11/5 — numerator (11) > denominator (5)

Example 4

4/4 — numerator = denominator (equals 1)

👨‍🏫 Seeing 5/4

Visual Representation

Picture This:

⬤ First circle is completely shaded (4/4 = 1 whole)

⬭ Second circle has 1 part shaded out of 4 (1/4)

Key Takeaway

5/4 = one whole circle PLUS 1/4 of another circle = 1¼

✅ Quick Check

Is 3/5 an improper fraction?

👍 Thumbs up if YES 👎 Thumbs down if NO

NO! 3/5 is PROPER because 3 < 5. An improper fraction needs numerator ≥ denominator.

📓 Write This Down

Key Word

Improper Fraction

In Your Notebook

A fraction where the numerator is greater than or equal to the denominator. It represents 1 whole or MORE than 1 whole. Examples: 5/4, 7/3, 11/5, 8/8

👨‍🏫 What is a Mixed Number?

A mixed number has TWO parts:

1️⃣ A whole number

2️⃣ A proper fraction

Example 1

1¼ = 1 whole + ¼

Example 2

2⅔ = 2 wholes + ⅔

Example 3

3½ = 3 wholes + ½

Example 4

5⅜ = 5 wholes + ⅜

👨‍🏫 Breaking Down a Mixed Number

Let's use 2⅓ as an example

2⅓ means:

2 whole circles (complete and shaded)
⅓ of another circle (1 part shaded out of 3)
Total: 2 full circles PLUS ⅓ of a circle

📓 Write This Down

Key Word

Mixed Number

In Your Notebook

A whole number combined with a proper fraction. Written as: whole number + fraction (e.g., 1¼). Shows complete wholes plus a partial part.

🔍 Compare

Improper Fraction vs Mixed Number

7/3

Shows TOTAL parts — all in fraction form. "Seven thirds"

2⅓

Shows WHOLES + leftover — separated form. "Two and one-third"
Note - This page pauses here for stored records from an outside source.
//! Transient protocol checks: `state`, `nonce` and the PKCE verifier.
//!
//! Each value lives in its own sealed cookie that carries its own expiry and is
//! cleared on the callback that consumes it.

use cookie::Cookie;
use serde::{Deserialize, Serialize};
use subtle::ConstantTimeEq;
use time::Duration;

use crate::config::AuthOptions;
use crate::cookies::{self, RequestCookies};
use crate::error::Error;
use crate::pkce;
use crate::provider::OAuthProvider;

/// Lifetime of every check cookie.
pub const CHECK_MAX_AGE: Duration = Duration::minutes(15);

/// Decoded `state` parameter.
#[derive(Debug, Clone, PartialEq, Eq, Serialize, Deserialize)]
struct StatePayload {
    random: String,
    #[serde(default, skip_serializing_if = "Option::is_none")]
    callback_url: Option<String>,
}

/// Values to send to the provider, plus the cookies that remember them.
#[derive(Debug, Default)]
pub struct CreatedChecks {
    pub state: Option<String>,
    pub nonce: Option<String>,
    pub code_challenge: Option<String>,
    pub cookies: Vec<Cookie<'static>>,
}

fn check_cookie(options: &AuthOptions, name: &str, value: &str) -> Cookie<'static> {
    let sealed = cookies::seal_with_expiry(value, &options.secrets, CHECK_MAX_AGE);
    options.cookies.build(name, sealed, Some(CHECK_MAX_AGE))
}

/// Creates the checks `provider` declares. `state` embeds the callback URL.
#[must_use]
pub fn create(
    provider: &OAuthProvider,
    options: &AuthOptions,
    callback_url: &str,
) -> CreatedChecks {
    let names = &options.cookies.names;
    let mut created = CreatedChecks::default();

    if provider.checks.state {
        let payload = StatePayload {
            random: pkce::generate_nonce(),
            callback_url: Some(callback_url.to_owned()),
        };
        // Two strings always serialize.
        let json = serde_json::to_string(&payload).unwrap_or_default();
        let state = cookies::seal(&json, &options.secrets);
        created.cookies.push(check_cookie(options, &names.state, &state));
        created.state = Some(state);
    }

    if provider.checks.nonce {
        let nonce = pkce::generate_nonce();
        created.cookies.push(check_cookie(options, &names.nonce, &nonce));
        created.nonce = Some(nonce);
    }

    if provider.checks.pkce {
        let verifier = pkce::generate_code_verifier();
        created.code_challenge = Some(pkce::code_challenge(&verifier));
        created
            .cookies
            .push(check_cookie(options, &names.pkce_code_verifier, &verifier));
    }

    created
}

fn read_check(options: &AuthOptions, name: &str, cookies: &RequestCookies) -> Option<String> {
    let sealed = cookies.get(name)?;
    cookies::open_unexpired(sealed, &options.secrets).ok()
}

/// Verifies the returned `state` against its cookie.
///
/// Returns the callback URL embedded at sign-in, if any.
///
/// # Errors
///
/// Returns [`Error::InvalidState`] when the parameter or cookie is missing,
/// the cookie is expired, or the two differ.
pub fn use_state(
    options: &AuthOptions,
    returned: Option<&str>,
    cookies: &RequestCookies,
) -> Result<Option<String>, Error> {
    let returned = returned.ok_or(Error::InvalidState)?;
    let expected =
        read_check(options, &options.cookies.names.state, cookies).ok_or(Error::InvalidState)?;
    if !bool::from(returned.as_bytes().ct_eq(expected.as_bytes())) {
        return Err(Error::InvalidState);
    }

    let json = cookies::open(returned, &options.secrets).map_err(|_| Error::InvalidState)?;
    let payload: StatePayload = serde_json::from_str(&json).map_err(|_| Error::InvalidState)?;
    Ok(payload.callback_url)
}

/// Reads the nonce stored at sign-in.
///
/// # Errors
///
/// Returns [`Error::InvalidNonce`] when the cookie is missing or expired.
pub fn use_nonce(options: &AuthOptions, cookies: &RequestCookies) -> Result<String, Error> {
    read_check(options, &options.cookies.names.nonce, cookies).ok_or(Error::InvalidNonce)
}

/// Reads the PKCE code verifier stored at sign-in.
///
/// # Errors
///
/// Returns [`Error::InvalidCheck`] when the cookie is missing or expired.
pub fn use_pkce(options: &AuthOptions, cookies: &RequestCookies) -> Result<String, Error> {
    read_check(options, &options.cookies.names.pkce_code_verifier, cookies)
        .ok_or(Error::InvalidCheck("pkce code_verifier"))
}

/// Removal cookies for every check cookie present in the request.
///
/// Applied to every callback response, successful or not, so a check value
/// can be consumed at most once.
#[must_use]
pub fn clear(options: &AuthOptions, cookies: &RequestCookies) -> Vec<Cookie<'static>> {
    let names = &options.cookies.names;
    [&names.state, &names.nonce, &names.pkce_code_verifier]
        .into_iter()
        .filter(|name| cookies.contains_key(name.as_str()))
        .map(|name| options.cookies.expired(name))
        .collect()
}
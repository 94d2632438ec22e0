//! Double-submit CSRF token.
//!
//! The cookie holds `token|hash` with `hash = hex(SHA-256(token ++ secret))`.
//! A POST is verified when the cookie's hash checks out and the form field
//! echoes the same token.

use rand::Rng;
use sha2::{Digest, Sha256};
use subtle::ConstantTimeEq;

use crate::actions::AuthAction;
use crate::config::Secrets;
use crate::error::Error;

/// Request data the guard looks at.
#[derive(Debug, Clone, Copy, Default)]
pub struct CsrfInput<'a> {
    /// Raw value of the CSRF cookie, if present.
    pub cookie_value: Option<&'a str>,
    pub is_post: bool,
    /// `csrfToken` form field of a POST body.
    pub body_value: Option<&'a str>,
}

#[derive(Debug, Clone, PartialEq, Eq)]
pub struct CsrfToken {
    pub token: String,
    /// `true` only for a POST whose body token matches a valid cookie.
    pub verified: bool,
    /// New `token|hash` cookie value when the token was (re)minted.
    pub cookie: Option<String>,
}

fn hash(token: &str, secret: &str) -> String {
    let mut hasher = Sha256::new();
    hasher.update(token.as_bytes());
    hasher.update(secret.as_bytes());
    hex::encode(hasher.finalize())
}

fn ct_eq(a: &str, b: &str) -> bool {
    a.as_bytes().ct_eq(b.as_bytes()).into()
}

/// Returns the token from a cookie whose hash verifies under any secret.
fn trusted_token<'a>(cookie_value: &'a str, secrets: &Secrets) -> Option<&'a str> {
    let (token, cookie_hash) = cookie_value.split_once('|')?;
    secrets
        .iter()
        .any(|secret| ct_eq(&hash(token, secret), cookie_hash))
        .then_some(token)
}

/// Verifies the CSRF cookie or mints a new token.
///
/// A valid cookie is never rotated. A missing or tampered cookie yields a
/// fresh token, `verified = false`, and the cookie value to set.
#[must_use]
pub fn create_csrf_token(input: CsrfInput<'_>, secrets: &Secrets) -> CsrfToken {
    if let Some(token) = input.cookie_value.and_then(|v| trusted_token(v, secrets)) {
        let verified = input.is_post && input.body_value.is_some_and(|body| ct_eq(body, token));
        return CsrfToken {
            token: token.to_owned(),
            verified,
            cookie: None,
        };
    }

    let bytes: [u8; 32] = rand::rng().random();
    let token = hex::encode(bytes);
    let cookie = format!("{token}|{}", hash(&token, secrets.current()));
    CsrfToken {
        token,
        verified: false,
        cookie: Some(cookie),
    }
}

/// Fails with [`Error::MissingCsrf`] unless the token was verified.
///
/// # Errors
///
/// Returns [`Error::MissingCsrf`] when `verified` is false.
pub fn validate_csrf(action: AuthAction, verified: bool) -> Result<(), Error> {
    if verified {
        return Ok(());
    }
    tracing::warn!(%action, "CSRF token missing or invalid");
    Err(Error::MissingCsrf)
}

#[cfg(test)]
mod tests {
    use super::*;
    use crate::testing::test_secrets;

    fn mint() -> (String, String) {
        let minted = create_csrf_token(CsrfInput::default(), &test_secrets());
        (minted.token, minted.cookie.unwrap())
    }

    #[test]
    fn test_mint_when_cookie_absent() {
        let minted = create_csrf_token(CsrfInput::default(), &test_secrets());
        assert!(!minted.verified);
        assert_eq!(minted.token.len(), 64);
        let cookie = minted.cookie.unwrap();
        assert!(cookie.starts_with(&format!("{}|", minted.token)));
    }

    #[test]
    fn test_valid_post_is_verified_without_rotation() {
        let (token, cookie) = mint();
        let result = create_csrf_token(
            CsrfInput {
                cookie_value: Some(&cookie),
                is_post: true,
                body_value: Some(&token),
            },
            &test_secrets(),
        );
        assert!(result.verified);
        assert_eq!(result.token, token);
        assert!(result.cookie.is_none());
    }

    #[test]
    fn test_get_with_valid_cookie_is_not_verified() {
        let (token, cookie) = mint();
        let result = create_csrf_token(
            CsrfInput {
                cookie_value: Some(&cookie),
                is_post: false,
                body_value: Some(&token),
            },
            &test_secrets(),
        );
        assert!(!result.verified);
        assert_eq!(result.token, token);
    }

    #[test]
    fn test_body_mismatch_is_not_verified() {
        let (_, cookie) = mint();
        let result = create_csrf_token(
            CsrfInput {
                cookie_value: Some(&cookie),
                is_post: true,
                body_value: Some("something-else"),
            },
            &test_secrets(),
        );
        assert!(!result.verified);
        assert!(result.cookie.is_none());
    }

    #[test]
    fn test_single_bit_mutation_rotates() {
        let (token, cookie) = mint();
        let mut bytes = cookie.into_bytes();
        let last = bytes.len() - 1;
        bytes[last] ^= 0x01;
        let mutated = String::from_utf8(bytes).unwrap();

        let result = create_csrf_token(
            CsrfInput {
                cookie_value: Some(&mutated),
                is_post: true,
                body_value: Some(&token),
            },
            &test_secrets(),
        );
        assert!(!result.verified);
        assert_ne!(result.token, token);
        assert!(result.cookie.is_some());
    }

    #[test]
    fn test_single_bit_mutation_of_token_half_rotates() {
        let (token, cookie) = mint();
        let (token_half, hash) = cookie.split_once('|').unwrap();
        let mut bytes = token_half.as_bytes().to_vec();
        bytes[0] ^= 0x01;
        let mutated_token = String::from_utf8(bytes).unwrap();
        let mutated = format!("{mutated_token}|{hash}");

        for body in [token.as_str(), mutated_token.as_str()] {
            let result = create_csrf_token(
                CsrfInput {
                    cookie_value: Some(&mutated),
                    is_post: true,
                    body_value: Some(body),
                },
                &test_secrets(),
            );
            assert!(!result.verified);
            assert_ne!(result.token, token);
            assert_ne!(result.token, mutated_token);
            assert!(result.cookie.is_some());
        }
    }

    #[test]
    fn test_cookie_from_other_secret_rotates() {
        let foreign = create_csrf_token(CsrfInput::default(), &Secrets::new(["other"]).unwrap());
        let result = create_csrf_token(
            CsrfInput {
                cookie_value: foreign.cookie.as_deref(),
                is_post: true,
                body_value: Some(&foreign.token),
            },
            &test_secrets(),
        );
        assert!(!result.verified);
    }

    #[test]
    fn test_validate() {
        assert!(validate_csrf(AuthAction::SignIn, true).is_ok());
        assert!(matches!(
            validate_csrf(AuthAction::SignOut, false),
            Err(Error::MissingCsrf)
        ));
    }
}
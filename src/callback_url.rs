use cookie::Cookie;

use crate::config::AuthOptions;

/// Post-authentication redirect target and the cookie that remembers it.
#[derive(Debug, Clone)]
pub struct CallbackUrl {
    pub url: String,
    /// Set only when `url` differs from the cookie already held by the browser.
    pub cookie: Option<Cookie<'static>>,
}

/// Resolves where to send the browser after sign-in or sign-out.
///
/// The `callbackUrl` parameter wins over the cookie; either one passes through
/// the `redirect` callback. With neither, the base URL is used.
#[must_use]
pub fn resolve_callback_url(
    options: &AuthOptions,
    param_value: Option<&str>,
    cookie_value: Option<&str>,
) -> CallbackUrl {
    let base_url = options.base_url();
    let url = match param_value.or(cookie_value) {
        Some(candidate) if !candidate.is_empty() => {
            options.callbacks.redirect(candidate, &base_url)
        }
        _ => base_url,
    };

    let cookie = (cookie_value != Some(url.as_str())).then(|| {
        options
            .cookies
            .build(&options.cookies.names.callback_url, url.clone(), None)
    });

    CallbackUrl { url, cookie }
}
use axum_extra::extract::CookieJar;
use cookie::Cookie;

use crate::cookies::RequestCookies;

/// Flattens the request jar into the name → value map the core reads.
pub(super) fn request_cookies(jar: &CookieJar) -> RequestCookies {
    jar.iter()
        .map(|c| (c.name().to_owned(), c.value().to_owned()))
        .collect()
}

/// Queues `cookies` on the response jar. Removal cookies are added as-is so
/// they keep the path and domain they were issued with.
pub(super) fn apply(jar: CookieJar, cookies: Vec<Cookie<'static>>) -> CookieJar {
    cookies.into_iter().fold(jar, |jar, cookie| jar.add(cookie))
}

/// Whether the request carries the session cookie or any chunk of it.
pub(super) fn has_session_cookie(cookies: &RequestCookies, name: &str) -> bool {
    cookies.keys().any(|key| {
        key == name
            || key
                .strip_prefix(name)
                .and_then(|rest| rest.strip_prefix('.'))
                .is_some_and(|index| index.parse::<usize>().is_ok())
    })
}

#[cfg(test)]
mod tests {
    use super::*;

    #[test]
    fn test_has_session_cookie_matches_chunks_only() {
        let mut cookies = RequestCookies::new();
        cookies.insert("auth.session-token.1".into(), "x".into());
        assert!(has_session_cookie(&cookies, "auth.session-token"));

        let mut cookies = RequestCookies::new();
        cookies.insert("auth.session-token.backup".into(), "x".into());
        assert!(!has_session_cookie(&cookies, "auth.session-token"));
    }
}
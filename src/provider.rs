//! Provider descriptors.
//!
//! A provider is plain data plus a pure profile-mapping function. The
//! authorization builder and the token exchanger consume every descriptor the
//! same way; nothing is provider-specific beyond what is declared here.

use std::collections::HashMap;
use std::fmt;
use std::sync::Arc;

use serde_json::Value;
use url::Url;

use crate::error::Error;
use crate::types::{Profile, TokenSet, User};

/// Maps a provider's raw profile (userinfo or ID-token claims) into a [`Profile`].
pub type ProfileFn = Arc<dyn Fn(&Value, &TokenSet) -> Result<Profile, Error> + Send + Sync>;

/// Validates submitted credentials; `None` rejects the sign-in.
pub type AuthorizeFn = Arc<dyn Fn(&HashMap<String, String>) -> Option<User> + Send + Sync>;

#[derive(Debug, Clone, Copy, PartialEq, Eq)]
pub enum ProviderKind {
    OAuth,
    Oidc,
    Credentials,
}

impl ProviderKind {
    #[must_use]
    pub fn as_str(self) -> &'static str {
        match self {
            Self::OAuth => "oauth",
            Self::Oidc => "oidc",
            Self::Credentials => "credentials",
        }
    }
}

/// Protocol checks a provider declares.
#[derive(Debug, Clone, Copy, Default, PartialEq, Eq)]
pub struct Checks {
    pub state: bool,
    pub nonce: bool,
    pub pkce: bool,
}

impl Checks {
    #[must_use]
    pub fn none() -> Self {
        Self::default()
    }

    #[must_use]
    pub fn all() -> Self {
        Self {
            state: true,
            nonce: true,
            pkce: true,
        }
    }

    #[must_use]
    pub fn state_and_pkce() -> Self {
        Self {
            state: true,
            nonce: false,
            pkce: true,
        }
    }
}

/// How client credentials are presented to the token endpoint.
#[derive(Debug, Clone, Copy, Default, PartialEq, Eq)]
pub enum ClientAuthMethod {
    /// HTTP Basic with `client_id:client_secret`.
    #[default]
    ClientSecretBasic,
    /// `client_id` and `client_secret` in the form body.
    ClientSecretPost,
}

/// OAuth 2.0 or OpenID Connect provider descriptor.
#[derive(Clone)]
#[non_exhaustive]
pub struct OAuthProvider {
    pub(crate) id: String,
    pub(crate) name: String,
    pub(crate) kind: ProviderKind,
    pub(crate) client_id: String,
    pub(crate) client_secret: Option<String>,
    pub(crate) authorization_url: Url,
    pub(crate) authorization_params: Vec<(String, String)>,
    pub(crate) token_url: Url,
    pub(crate) userinfo_url: Option<Url>,
    pub(crate) issuer: Option<String>,
    pub(crate) jwks_uri: Option<Url>,
    pub(crate) scope: String,
    pub(crate) checks: Checks,
    pub(crate) client_auth: ClientAuthMethod,
    pub(crate) allow_dangerous_email_account_linking: bool,
    pub(crate) profile: ProfileFn,
}

impl OAuthProvider {
    /// Plain OAuth 2.0 provider. Declares `state` and `pkce` checks by default;
    /// the profile is fetched from `userinfo_url`.
    #[must_use]
    pub fn oauth(
        id: impl Into<String>,
        name: impl Into<String>,
        client_id: impl Into<String>,
        authorization_url: Url,
        token_url: Url,
        userinfo_url: Url,
    ) -> Self {
        Self {
            id: id.into(),
            name: name.into(),
            kind: ProviderKind::OAuth,
            client_id: client_id.into(),
            client_secret: None,
            authorization_url,
            authorization_params: Vec::new(),
            token_url,
            userinfo_url: Some(userinfo_url),
            issuer: None,
            jwks_uri: None,
            scope: String::new(),
            checks: Checks::state_and_pkce(),
            client_auth: ClientAuthMethod::default(),
            allow_dangerous_email_account_linking: false,
            profile: Arc::new(default_profile),
        }
    }

    /// OpenID Connect provider. Declares `state`, `nonce` and `pkce`; the
    /// profile comes from the verified ID token claims.
    #[must_use]
    pub fn oidc(
        id: impl Into<String>,
        name: impl Into<String>,
        client_id: impl Into<String>,
        issuer: impl Into<String>,
        authorization_url: Url,
        token_url: Url,
        jwks_uri: Url,
    ) -> Self {
        Self {
            id: id.into(),
            name: name.into(),
            kind: ProviderKind::Oidc,
            client_id: client_id.into(),
            client_secret: None,
            authorization_url,
            authorization_params: Vec::new(),
            token_url,
            userinfo_url: None,
            issuer: Some(issuer.into()),
            jwks_uri: Some(jwks_uri),
            scope: "openid profile email".into(),
            checks: Checks::all(),
            client_auth: ClientAuthMethod::default(),
            allow_dangerous_email_account_linking: false,
            profile: Arc::new(default_profile),
        }
    }

    #[must_use]
    pub fn with_client_secret(mut self, secret: impl Into<String>) -> Self {
        self.client_secret = Some(secret.into());
        self
    }

    #[must_use]
    pub fn with_scope(mut self, scope: impl Into<String>) -> Self {
        self.scope = scope.into();
        self
    }

    #[must_use]
    pub fn with_checks(mut self, checks: Checks) -> Self {
        self.checks = checks;
        self
    }

    /// Extra static query parameters for the authorization URL (e.g. `prompt`).
    #[must_use]
    pub fn with_authorization_param(
        mut self,
        key: impl Into<String>,
        value: impl Into<String>,
    ) -> Self {
        self.authorization_params.push((key.into(), value.into()));
        self
    }

    #[must_use]
    pub fn with_userinfo_url(mut self, url: Url) -> Self {
        self.userinfo_url = Some(url);
        self
    }

    #[must_use]
    pub fn with_client_auth(mut self, method: ClientAuthMethod) -> Self {
        self.client_auth = method;
        self
    }

    #[must_use]
    pub fn with_profile<F>(mut self, profile: F) -> Self
    where
        F: Fn(&Value, &TokenSet) -> Result<Profile, Error> + Send + Sync + 'static,
    {
        self.profile = Arc::new(profile);
        self
    }

    /// Link a new provider account to an existing user with the same email.
    ///
    /// Only enable for providers that verify email ownership.
    #[must_use]
    pub fn with_dangerous_email_account_linking(mut self, allow: bool) -> Self {
        self.allow_dangerous_email_account_linking = allow;
        self
    }

    #[must_use]
    pub fn id(&self) -> &str {
        &self.id
    }

    #[must_use]
    pub fn kind(&self) -> ProviderKind {
        self.kind
    }

    #[must_use]
    pub fn checks(&self) -> Checks {
        self.checks
    }

    #[must_use]
    pub fn client_id(&self) -> &str {
        &self.client_id
    }

    #[must_use]
    pub fn issuer(&self) -> Option<&str> {
        self.issuer.as_deref()
    }
}

impl fmt::Debug for OAuthProvider {
    fn fmt(&self, f: &mut fmt::Formatter<'_>) -> fmt::Result {
        f.debug_struct("OAuthProvider")
            .field("id", &self.id)
            .field("kind", &self.kind)
            .field("client_id", &self.client_id)
            .field("client_secret", &self.client_secret.as_ref().map(|_| "[redacted]"))
            .field("authorization_url", &self.authorization_url.as_str())
            .field("token_url", &self.token_url.as_str())
            .field("issuer", &self.issuer)
            .field("checks", &self.checks)
            .finish_non_exhaustive()
    }
}

/// Username/password style provider backed by a consumer `authorize` function.
#[derive(Clone)]
pub struct CredentialsProvider {
    pub(crate) id: String,
    pub(crate) name: String,
    pub(crate) authorize: AuthorizeFn,
}

impl CredentialsProvider {
    #[must_use]
    pub fn new<F>(id: impl Into<String>, name: impl Into<String>, authorize: F) -> Self
    where
        F: Fn(&HashMap<String, String>) -> Option<User> + Send + Sync + 'static,
    {
        Self {
            id: id.into(),
            name: name.into(),
            authorize: Arc::new(authorize),
        }
    }
}

impl fmt::Debug for CredentialsProvider {
    fn fmt(&self, f: &mut fmt::Formatter<'_>) -> fmt::Result {
        f.debug_struct("CredentialsProvider")
            .field("id", &self.id)
            .finish_non_exhaustive()
    }
}

#[derive(Debug, Clone)]
pub enum Provider {
    OAuth(OAuthProvider),
    Credentials(CredentialsProvider),
}

impl Provider {
    #[must_use]
    pub fn id(&self) -> &str {
        match self {
            Self::OAuth(p) => &p.id,
            Self::Credentials(p) => &p.id,
        }
    }

    #[must_use]
    pub fn name(&self) -> &str {
        match self {
            Self::OAuth(p) => &p.name,
            Self::Credentials(p) => &p.name,
        }
    }

    #[must_use]
    pub fn kind(&self) -> ProviderKind {
        match self {
            Self::OAuth(p) => p.kind,
            Self::Credentials(_) => ProviderKind::Credentials,
        }
    }
}

impl From<OAuthProvider> for Provider {
    fn from(p: OAuthProvider) -> Self {
        Self::OAuth(p)
    }
}

impl From<CredentialsProvider> for Provider {
    fn from(p: CredentialsProvider) -> Self {
        Self::Credentials(p)
    }
}

/// Standard-claims mapping: `sub`/`id` → id, `name`, `email`, `picture`/`image`.
///
/// # Errors
///
/// Returns [`Error::OAuthCallback`] when no usable id is present.
pub fn default_profile(raw: &Value, _tokens: &TokenSet) -> Result<Profile, Error> {
    let id = string_claim(raw, "sub")
        .or_else(|| string_claim(raw, "id"))
        .ok_or_else(|| Error::OAuthCallback {
            operation: "profile mapping",
            status: None,
            detail: "profile has no 'sub' or 'id'".into(),
        })?;

    Ok(Profile {
        id,
        name: string_claim(raw, "name"),
        email: string_claim(raw, "email"),
        image: string_claim(raw, "picture").or_else(|| string_claim(raw, "image")),
    })
}

/// Reads a claim as a string; numeric ids are stringified.
pub(crate) fn string_claim(raw: &Value, key: &str) -> Option<String> {
    match raw.get(key)? {
        Value::String(s) if !s.is_empty() => Some(s.clone()),
        Value::Number(n) => Some(n.to_string()),
        _ => None,
    }
}
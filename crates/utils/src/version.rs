use std::sync::LazyLock;

/// Defines the application version.
pub static VERSION: LazyLock<String> = LazyLock::new(|| {
    format!(
        "{}-{}{}",
        env!("IMAGE_VERSION"),
        option_env!("VERGEN_GIT_SHA").unwrap_or("unknown"),
        if option_env!("VERGEN_GIT_DIRTY") == Some("true") {
            "-dirty"
        } else {
            ""
        }
    )
});
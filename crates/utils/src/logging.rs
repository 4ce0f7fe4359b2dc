//! provides logging helpers

use std::path::Path;

use tracing_appender::non_blocking::WorkerGuard;
use tracing_appender::rolling::RollingFileAppender;
use tracing_appender::rolling::Rotation;
use tracing_subscriber::filter::{self};
use tracing_subscriber::fmt::layer;
use tracing_subscriber::prelude::*;
use tracing_subscriber::registry;

/// Environment variable naming a directory for rotated log files.
/// When unset, logs go to stderr.
pub const LOG_PATH_ENV_VAR: &str = "CRI_RESMGR_LOG_PATH";

const LOG_FILE_PREFIX: &str = "cri-resmgr.log";

fn env_filter() -> filter::EnvFilter {
    filter::EnvFilter::builder()
        .with_default_directive(filter::LevelFilter::INFO.into())
        .from_env_lossy()
}

/// initiate the global tracing subscriber
///
/// The returned guard flushes the file writer on drop and must be kept alive
/// for the lifetime of the process when logging to a file.
pub fn init<P: AsRef<Path>>(log_path: Option<P>) -> Option<WorkerGuard> {
    let Some(log_path) = log_path else {
        let fmt_layer = layer()
            .with_writer(std::io::stderr)
            .with_target(true)
            .with_filter(env_filter());
        registry().with(fmt_layer).init();
        return None;
    };

    let appender = match RollingFileAppender::builder()
        .rotation(Rotation::DAILY)
        .filename_prefix(LOG_FILE_PREFIX)
        .max_log_files(3)
        .build(log_path.as_ref())
    {
        Ok(appender) => appender,
        Err(e) => {
            let fmt_layer = layer()
                .with_writer(std::io::stderr)
                .with_target(true)
                .with_filter(env_filter());
            registry().with(fmt_layer).init();
            tracing::warn!(
                "failed to create rolling log file in {}, logging to stderr: {e}",
                log_path.as_ref().display()
            );
            return None;
        }
    };

    let (file_writer, file_guard) = tracing_appender::non_blocking(appender);
    let fmt_layer = layer()
        .with_writer(file_writer)
        .with_ansi(false)
        .with_target(true)
        .with_filter(env_filter());

    registry().with(fmt_layer).init();
    Some(file_guard)
}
💡 Click buttons to expand, or use J/K keys

💬 Turn & Talk

🤝Partner Discussion

Which is easier to understand: 9/4 or 2¼? Why?

Take 30 seconds to discuss with your partner.

✅ Quick Check

Do 7/3 and 2⅓ represent the same amount?

👍 Thumbs up if YES 👎 Thumbs down if NO

YES! 7/3 = 2⅓. They're just written in different forms but mean the exact same amount.

🔄 What's Next

What we just learned:

Improper fractions and mixed numbers show the same amount in different ways.

Next up:

Learn HOW to convert between them — the process, the steps, and the tricks!

👨‍🏫 The Big Question

How many whole groups can I make, and what's left over?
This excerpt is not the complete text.